Dataset entries section start

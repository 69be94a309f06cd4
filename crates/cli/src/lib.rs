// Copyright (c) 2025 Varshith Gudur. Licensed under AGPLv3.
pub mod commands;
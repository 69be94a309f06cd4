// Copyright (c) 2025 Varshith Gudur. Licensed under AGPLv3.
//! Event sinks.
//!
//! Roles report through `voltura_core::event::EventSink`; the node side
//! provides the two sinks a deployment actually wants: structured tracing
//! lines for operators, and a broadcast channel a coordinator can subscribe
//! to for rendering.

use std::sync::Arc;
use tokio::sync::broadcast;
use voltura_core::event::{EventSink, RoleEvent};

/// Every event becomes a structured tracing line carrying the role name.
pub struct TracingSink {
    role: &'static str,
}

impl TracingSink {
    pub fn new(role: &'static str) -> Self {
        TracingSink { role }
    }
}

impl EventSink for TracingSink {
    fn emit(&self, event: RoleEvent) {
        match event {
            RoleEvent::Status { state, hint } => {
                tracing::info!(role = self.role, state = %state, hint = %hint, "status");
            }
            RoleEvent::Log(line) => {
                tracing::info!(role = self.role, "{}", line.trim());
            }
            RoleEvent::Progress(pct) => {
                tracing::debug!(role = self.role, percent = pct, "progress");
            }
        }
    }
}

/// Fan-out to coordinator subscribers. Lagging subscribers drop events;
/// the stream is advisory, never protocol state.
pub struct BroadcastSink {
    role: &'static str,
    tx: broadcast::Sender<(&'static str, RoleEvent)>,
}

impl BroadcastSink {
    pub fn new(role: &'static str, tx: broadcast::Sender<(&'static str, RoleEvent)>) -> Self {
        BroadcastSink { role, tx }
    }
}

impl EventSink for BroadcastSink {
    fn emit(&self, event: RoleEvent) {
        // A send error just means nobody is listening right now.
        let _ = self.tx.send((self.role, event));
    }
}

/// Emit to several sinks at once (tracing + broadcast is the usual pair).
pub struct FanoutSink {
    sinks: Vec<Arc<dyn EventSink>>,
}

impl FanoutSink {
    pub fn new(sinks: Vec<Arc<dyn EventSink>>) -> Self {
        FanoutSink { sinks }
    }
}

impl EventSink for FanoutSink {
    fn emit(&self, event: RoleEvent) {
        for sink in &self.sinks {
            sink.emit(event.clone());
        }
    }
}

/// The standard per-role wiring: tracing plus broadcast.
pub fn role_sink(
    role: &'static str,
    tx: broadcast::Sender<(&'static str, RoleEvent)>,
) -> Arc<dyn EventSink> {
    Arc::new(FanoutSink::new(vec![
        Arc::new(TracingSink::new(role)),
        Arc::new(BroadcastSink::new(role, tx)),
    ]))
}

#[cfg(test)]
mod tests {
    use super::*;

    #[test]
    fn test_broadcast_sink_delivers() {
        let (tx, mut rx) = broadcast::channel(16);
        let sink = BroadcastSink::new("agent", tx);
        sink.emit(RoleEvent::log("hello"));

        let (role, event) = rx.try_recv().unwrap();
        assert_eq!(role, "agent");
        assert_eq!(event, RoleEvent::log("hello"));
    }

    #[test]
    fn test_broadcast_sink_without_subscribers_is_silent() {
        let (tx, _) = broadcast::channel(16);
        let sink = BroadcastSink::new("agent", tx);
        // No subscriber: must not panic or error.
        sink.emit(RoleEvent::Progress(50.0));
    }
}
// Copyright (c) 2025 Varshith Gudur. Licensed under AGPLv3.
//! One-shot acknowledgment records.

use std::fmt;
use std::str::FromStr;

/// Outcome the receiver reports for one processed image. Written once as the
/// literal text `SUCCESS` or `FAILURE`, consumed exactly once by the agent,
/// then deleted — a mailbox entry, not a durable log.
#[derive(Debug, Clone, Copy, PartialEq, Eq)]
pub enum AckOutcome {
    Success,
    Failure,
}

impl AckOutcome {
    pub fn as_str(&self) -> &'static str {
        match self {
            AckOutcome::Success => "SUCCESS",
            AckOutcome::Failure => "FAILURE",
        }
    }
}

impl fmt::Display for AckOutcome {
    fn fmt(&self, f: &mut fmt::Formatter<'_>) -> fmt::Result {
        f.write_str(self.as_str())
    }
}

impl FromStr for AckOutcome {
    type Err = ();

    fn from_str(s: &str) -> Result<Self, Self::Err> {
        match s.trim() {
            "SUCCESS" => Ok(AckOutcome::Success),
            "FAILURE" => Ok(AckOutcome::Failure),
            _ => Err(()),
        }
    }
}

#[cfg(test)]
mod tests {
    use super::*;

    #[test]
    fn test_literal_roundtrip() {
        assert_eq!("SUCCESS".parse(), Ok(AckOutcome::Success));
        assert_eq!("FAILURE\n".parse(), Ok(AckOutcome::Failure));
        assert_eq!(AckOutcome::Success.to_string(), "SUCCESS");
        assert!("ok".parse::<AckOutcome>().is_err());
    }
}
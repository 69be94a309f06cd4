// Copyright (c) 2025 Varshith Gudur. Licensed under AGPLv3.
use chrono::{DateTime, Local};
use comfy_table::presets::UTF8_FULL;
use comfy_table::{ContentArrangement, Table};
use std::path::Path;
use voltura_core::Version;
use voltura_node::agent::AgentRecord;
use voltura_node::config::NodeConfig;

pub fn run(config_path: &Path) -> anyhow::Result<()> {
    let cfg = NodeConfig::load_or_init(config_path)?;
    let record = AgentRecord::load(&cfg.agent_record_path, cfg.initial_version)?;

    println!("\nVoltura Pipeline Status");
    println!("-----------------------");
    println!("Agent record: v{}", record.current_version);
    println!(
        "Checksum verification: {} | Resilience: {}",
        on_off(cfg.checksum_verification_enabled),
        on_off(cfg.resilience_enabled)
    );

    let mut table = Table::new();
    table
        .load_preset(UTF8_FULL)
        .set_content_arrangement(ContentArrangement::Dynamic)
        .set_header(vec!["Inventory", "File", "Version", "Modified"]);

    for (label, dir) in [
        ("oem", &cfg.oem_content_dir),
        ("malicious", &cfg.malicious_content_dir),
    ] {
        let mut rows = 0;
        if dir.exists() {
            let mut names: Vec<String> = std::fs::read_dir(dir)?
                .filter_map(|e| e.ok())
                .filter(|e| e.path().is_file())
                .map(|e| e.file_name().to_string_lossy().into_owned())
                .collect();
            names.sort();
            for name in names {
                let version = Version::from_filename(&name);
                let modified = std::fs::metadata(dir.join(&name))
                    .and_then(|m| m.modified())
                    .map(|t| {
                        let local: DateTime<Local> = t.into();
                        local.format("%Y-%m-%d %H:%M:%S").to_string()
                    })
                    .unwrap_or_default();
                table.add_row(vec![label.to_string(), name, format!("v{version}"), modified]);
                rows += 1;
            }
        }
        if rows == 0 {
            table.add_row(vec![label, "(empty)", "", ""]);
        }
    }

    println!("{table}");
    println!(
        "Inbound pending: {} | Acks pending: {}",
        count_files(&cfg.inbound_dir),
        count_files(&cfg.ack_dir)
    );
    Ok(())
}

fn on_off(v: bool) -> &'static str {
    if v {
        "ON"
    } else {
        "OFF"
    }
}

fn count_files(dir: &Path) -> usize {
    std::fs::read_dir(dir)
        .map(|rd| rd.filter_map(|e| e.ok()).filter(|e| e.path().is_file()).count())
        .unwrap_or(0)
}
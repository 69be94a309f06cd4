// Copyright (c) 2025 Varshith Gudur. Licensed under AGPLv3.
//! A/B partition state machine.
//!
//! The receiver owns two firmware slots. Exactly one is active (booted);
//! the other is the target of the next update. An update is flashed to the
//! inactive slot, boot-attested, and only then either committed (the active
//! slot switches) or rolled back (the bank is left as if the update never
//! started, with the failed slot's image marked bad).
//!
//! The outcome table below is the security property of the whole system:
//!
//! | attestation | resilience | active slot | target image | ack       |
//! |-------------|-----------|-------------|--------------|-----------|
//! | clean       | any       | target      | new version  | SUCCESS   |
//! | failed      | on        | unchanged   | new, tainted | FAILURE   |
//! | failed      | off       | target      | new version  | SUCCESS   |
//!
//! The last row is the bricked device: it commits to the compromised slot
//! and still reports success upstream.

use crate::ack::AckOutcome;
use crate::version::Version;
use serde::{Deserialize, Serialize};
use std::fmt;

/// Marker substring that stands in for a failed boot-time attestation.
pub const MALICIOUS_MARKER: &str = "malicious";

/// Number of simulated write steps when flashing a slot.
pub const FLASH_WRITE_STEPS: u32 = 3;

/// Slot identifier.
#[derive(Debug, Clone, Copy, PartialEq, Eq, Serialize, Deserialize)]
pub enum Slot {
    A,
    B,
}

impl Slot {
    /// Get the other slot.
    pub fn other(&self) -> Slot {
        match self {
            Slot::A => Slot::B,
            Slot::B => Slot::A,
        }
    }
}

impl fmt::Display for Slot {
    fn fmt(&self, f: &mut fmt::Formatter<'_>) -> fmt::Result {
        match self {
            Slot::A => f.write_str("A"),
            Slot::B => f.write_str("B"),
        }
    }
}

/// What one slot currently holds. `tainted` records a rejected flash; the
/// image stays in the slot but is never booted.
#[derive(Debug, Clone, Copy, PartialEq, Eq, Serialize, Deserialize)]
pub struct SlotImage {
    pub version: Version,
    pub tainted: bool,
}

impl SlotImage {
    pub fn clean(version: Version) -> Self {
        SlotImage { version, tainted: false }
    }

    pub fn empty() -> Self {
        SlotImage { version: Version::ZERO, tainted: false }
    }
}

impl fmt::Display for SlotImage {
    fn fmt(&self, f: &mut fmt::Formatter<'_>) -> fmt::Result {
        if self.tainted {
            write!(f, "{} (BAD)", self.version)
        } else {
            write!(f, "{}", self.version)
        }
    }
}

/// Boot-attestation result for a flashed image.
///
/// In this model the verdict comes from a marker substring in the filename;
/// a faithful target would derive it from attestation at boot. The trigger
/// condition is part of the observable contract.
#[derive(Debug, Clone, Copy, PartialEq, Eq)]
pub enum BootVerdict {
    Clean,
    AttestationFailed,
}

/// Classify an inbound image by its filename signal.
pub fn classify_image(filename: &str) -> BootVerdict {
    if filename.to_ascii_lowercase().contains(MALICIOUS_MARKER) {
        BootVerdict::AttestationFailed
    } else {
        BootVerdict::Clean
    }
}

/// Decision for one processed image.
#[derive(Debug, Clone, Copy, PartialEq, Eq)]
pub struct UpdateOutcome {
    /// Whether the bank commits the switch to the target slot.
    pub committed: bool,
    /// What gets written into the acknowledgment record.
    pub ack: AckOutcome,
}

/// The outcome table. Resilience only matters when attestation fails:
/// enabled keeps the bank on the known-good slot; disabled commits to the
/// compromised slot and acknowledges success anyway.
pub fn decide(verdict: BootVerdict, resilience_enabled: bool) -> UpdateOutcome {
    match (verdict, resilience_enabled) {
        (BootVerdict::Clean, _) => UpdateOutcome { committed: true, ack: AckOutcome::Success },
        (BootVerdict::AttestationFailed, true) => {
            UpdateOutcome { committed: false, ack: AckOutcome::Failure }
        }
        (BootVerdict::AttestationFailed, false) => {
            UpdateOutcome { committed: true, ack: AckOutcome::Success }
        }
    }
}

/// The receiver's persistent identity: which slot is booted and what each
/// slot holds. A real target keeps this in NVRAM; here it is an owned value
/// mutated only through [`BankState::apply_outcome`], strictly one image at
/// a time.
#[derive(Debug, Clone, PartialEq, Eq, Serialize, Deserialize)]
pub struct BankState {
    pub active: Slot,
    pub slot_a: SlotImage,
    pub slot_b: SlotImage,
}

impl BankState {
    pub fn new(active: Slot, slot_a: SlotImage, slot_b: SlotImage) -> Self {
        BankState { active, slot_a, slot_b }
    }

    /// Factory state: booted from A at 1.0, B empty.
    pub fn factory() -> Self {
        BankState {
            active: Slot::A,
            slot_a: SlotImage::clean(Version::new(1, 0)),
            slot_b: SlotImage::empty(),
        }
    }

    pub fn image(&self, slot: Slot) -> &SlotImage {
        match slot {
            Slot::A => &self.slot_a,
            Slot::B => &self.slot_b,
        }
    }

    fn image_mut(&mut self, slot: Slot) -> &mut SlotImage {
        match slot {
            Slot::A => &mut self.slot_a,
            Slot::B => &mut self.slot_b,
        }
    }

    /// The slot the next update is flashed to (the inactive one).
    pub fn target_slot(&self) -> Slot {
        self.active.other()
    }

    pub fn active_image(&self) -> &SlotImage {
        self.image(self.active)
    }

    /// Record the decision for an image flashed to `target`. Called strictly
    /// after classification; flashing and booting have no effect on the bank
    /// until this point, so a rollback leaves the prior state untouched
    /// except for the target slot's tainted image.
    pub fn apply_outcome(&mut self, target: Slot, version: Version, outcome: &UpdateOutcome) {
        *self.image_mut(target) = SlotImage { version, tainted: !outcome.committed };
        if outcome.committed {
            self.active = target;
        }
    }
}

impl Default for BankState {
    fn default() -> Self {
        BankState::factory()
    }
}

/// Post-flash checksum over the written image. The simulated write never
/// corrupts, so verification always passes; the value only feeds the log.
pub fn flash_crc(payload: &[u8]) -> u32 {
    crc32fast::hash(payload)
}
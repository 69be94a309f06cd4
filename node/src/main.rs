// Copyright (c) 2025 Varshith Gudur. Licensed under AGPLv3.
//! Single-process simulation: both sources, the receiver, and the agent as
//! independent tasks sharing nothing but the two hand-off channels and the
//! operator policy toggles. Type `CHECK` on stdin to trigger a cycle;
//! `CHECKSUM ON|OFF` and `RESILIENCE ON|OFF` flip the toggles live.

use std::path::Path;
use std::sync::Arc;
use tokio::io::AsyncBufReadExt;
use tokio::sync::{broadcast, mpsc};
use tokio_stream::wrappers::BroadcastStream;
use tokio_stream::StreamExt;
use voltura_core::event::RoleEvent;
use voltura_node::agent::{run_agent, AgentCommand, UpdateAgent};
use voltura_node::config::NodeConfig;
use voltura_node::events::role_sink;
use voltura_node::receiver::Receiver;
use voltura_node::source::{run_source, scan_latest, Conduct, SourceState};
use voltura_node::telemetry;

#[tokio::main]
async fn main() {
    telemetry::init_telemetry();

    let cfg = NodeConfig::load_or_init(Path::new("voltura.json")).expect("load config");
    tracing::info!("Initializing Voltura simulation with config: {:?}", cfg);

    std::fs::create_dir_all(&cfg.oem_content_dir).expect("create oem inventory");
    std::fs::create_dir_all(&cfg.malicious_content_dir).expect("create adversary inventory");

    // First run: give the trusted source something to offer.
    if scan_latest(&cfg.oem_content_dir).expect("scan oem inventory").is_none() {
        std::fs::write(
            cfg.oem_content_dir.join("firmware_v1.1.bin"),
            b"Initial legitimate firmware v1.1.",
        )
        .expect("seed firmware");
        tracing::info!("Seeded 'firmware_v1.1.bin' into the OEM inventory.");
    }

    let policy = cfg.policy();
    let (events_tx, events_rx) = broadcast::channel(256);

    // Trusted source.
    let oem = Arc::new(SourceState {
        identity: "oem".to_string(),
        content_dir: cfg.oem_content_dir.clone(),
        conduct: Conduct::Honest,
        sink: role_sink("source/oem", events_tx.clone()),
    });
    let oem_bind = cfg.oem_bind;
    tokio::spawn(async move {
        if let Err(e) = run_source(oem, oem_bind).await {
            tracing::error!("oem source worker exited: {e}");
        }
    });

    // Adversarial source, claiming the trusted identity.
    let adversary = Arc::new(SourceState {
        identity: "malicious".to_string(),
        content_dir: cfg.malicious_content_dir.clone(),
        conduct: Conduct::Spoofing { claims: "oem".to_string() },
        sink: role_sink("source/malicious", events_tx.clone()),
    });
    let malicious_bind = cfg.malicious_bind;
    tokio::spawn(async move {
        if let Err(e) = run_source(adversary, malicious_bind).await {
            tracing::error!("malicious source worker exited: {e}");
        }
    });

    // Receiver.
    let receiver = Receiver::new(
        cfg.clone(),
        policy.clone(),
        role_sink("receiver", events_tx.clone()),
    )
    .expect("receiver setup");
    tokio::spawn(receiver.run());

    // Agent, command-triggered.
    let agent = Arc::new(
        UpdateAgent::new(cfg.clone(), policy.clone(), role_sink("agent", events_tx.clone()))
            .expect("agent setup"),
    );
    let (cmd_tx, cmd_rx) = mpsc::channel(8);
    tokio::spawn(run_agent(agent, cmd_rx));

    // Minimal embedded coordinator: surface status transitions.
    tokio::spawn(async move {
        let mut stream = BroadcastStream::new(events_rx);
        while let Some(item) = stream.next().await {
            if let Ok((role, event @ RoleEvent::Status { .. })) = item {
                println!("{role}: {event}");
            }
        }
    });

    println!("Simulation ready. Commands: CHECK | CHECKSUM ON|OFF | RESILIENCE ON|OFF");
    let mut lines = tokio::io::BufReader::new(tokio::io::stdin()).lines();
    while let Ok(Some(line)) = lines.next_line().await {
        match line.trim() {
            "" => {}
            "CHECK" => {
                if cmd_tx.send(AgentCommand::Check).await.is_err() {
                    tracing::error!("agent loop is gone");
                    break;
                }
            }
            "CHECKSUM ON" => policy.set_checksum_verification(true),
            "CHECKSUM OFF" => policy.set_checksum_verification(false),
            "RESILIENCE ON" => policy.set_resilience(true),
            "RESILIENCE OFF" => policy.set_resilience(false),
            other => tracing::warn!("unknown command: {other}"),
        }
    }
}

Dataset entries section end

▶ [Exercise instructions]: If a line above holds the string "exited", return it as it stands.

▶ [Solution for this problem]:
            tracing::error!("oem source worker exited: {e}");
            tracing::error!("malicious source worker exited: {e}");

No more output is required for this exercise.